EP by Happy Mondays
- Released: December 1989
- Genre: Madchester
- Length: 34:22 40:24 (Australian release)
- Label: Factory
- Producer: Martin Hannett

Happy Mondays chronology
| Madchester Rave On (1989) | Hallelujah (1989) | Pills 'n' Thrills and Bellyaches (1990) |

= Hallelujah (EP) =

Hallelujah is a 7-track EP by Madchester band Happy Mondays, released in the US and Australia in 1989 and featuring a number of remixes by Paul Oakenfold. "Hallelujah (MacColl Mix)" was created by Steve Lillywhite and features Kirsty MacColl. Oakenfold remixed "Hallelujah" with Andrew Weatherall and "Rave On" with Terry Farley.

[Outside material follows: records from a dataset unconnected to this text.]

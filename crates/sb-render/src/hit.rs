//! Hit testing: logical point → node lookup.
//!
//! Walks the page's nodes back to front (last painted = topmost) against
//! each widget's nominal footprint.

use kurbo::{Point as KPoint, Rect};
use sb_core::geometry::Point;
use sb_core::id::NodeId;
use sb_core::model::{Node, Page};
use sb_core::props::NodeProps;

/// Nominal box a widget occupies in logical units, in its current state.
pub fn footprint(node: &Node) -> Rect {
    let open = node.is_open;
    let (w, h) = match &node.props {
        NodeProps::Text(p) => (p.width, p.font_size * 1.2 + p.padding * 2.0 + p.border_width * 2.0),
        NodeProps::Sticker(p) => (p.size * 1.2, p.size * 1.2),
        NodeProps::FilmRoll(p) => (p.width, p.height),
        NodeProps::Envelope(p) => (p.w, p.h),
        NodeProps::Record(p) => (p.width, p.height),
        NodeProps::Drawer(p) => (p.width, p.height),
        NodeProps::FlipBox(p) => (p.width, p.height),
        NodeProps::News(p) if open => (p.width, p.height),
        NodeProps::News(p) => (p.width * 0.6, p.height * 0.4),
        NodeProps::Accordion(p) if open => (p.width, p.height),
        NodeProps::Accordion(p) => (40.0, p.height),
        NodeProps::Wanted(p) => (p.width, p.height),
        NodeProps::Suit(p) => (p.width, p.height),
        NodeProps::Window(p) => (p.width, p.height),
        // square photo inside 12px borders plus the caption strip
        NodeProps::Polaroid(p) => (p.width, p.width + 20.0),
        NodeProps::Custom(_) => (120.0, 56.0),
    };
    Rect::new(
        node.x as f64,
        node.y as f64,
        (node.x + w) as f64,
        (node.y + h) as f64,
    )
}

/// Topmost node under `at`, or `None` for empty canvas.
pub fn hit_test(page: &Page, at: Point) -> Option<NodeId> {
    let p = KPoint::new(at.x as f64, at.y as f64);
    page.nodes
        .iter()
        .rev()
        .find(|n| footprint(n).contains(p))
        .map(|n| n.id)
}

The club mix of "Hallelujah" was ranked at number 11 in NMEs list of "The 50 Best Remixes Ever".

Professional ratings
Review scores
| Source | Rating |
| AllMusic | Star |

== Track listing ==
1. "Hallelujah" (MacColl Mix) – 2:39
2. "Clap Your Hands" – 3:28
3. "Holy Ghost" – 2:50
4. "Rave On" – 6:10
5. "Hallelujah" (Club Mix) – 6:27
6. "Rave On" (Club Mix) – 5:38
7. "W.F.L." (Think About The Future Mix) – 7:10

The Australian release has an additional track: "He's Gonna Step on You Again – Step On" (Stuff It in Mix) – 5:54. This track occurs as track 5, and the remaining tracks; "Hallelujah" (Club Mix), "Rave On" (Club Mix) and "W.F.L. (Think About The Future Mix) appear in the track positions 6, 7 and 8 respectively.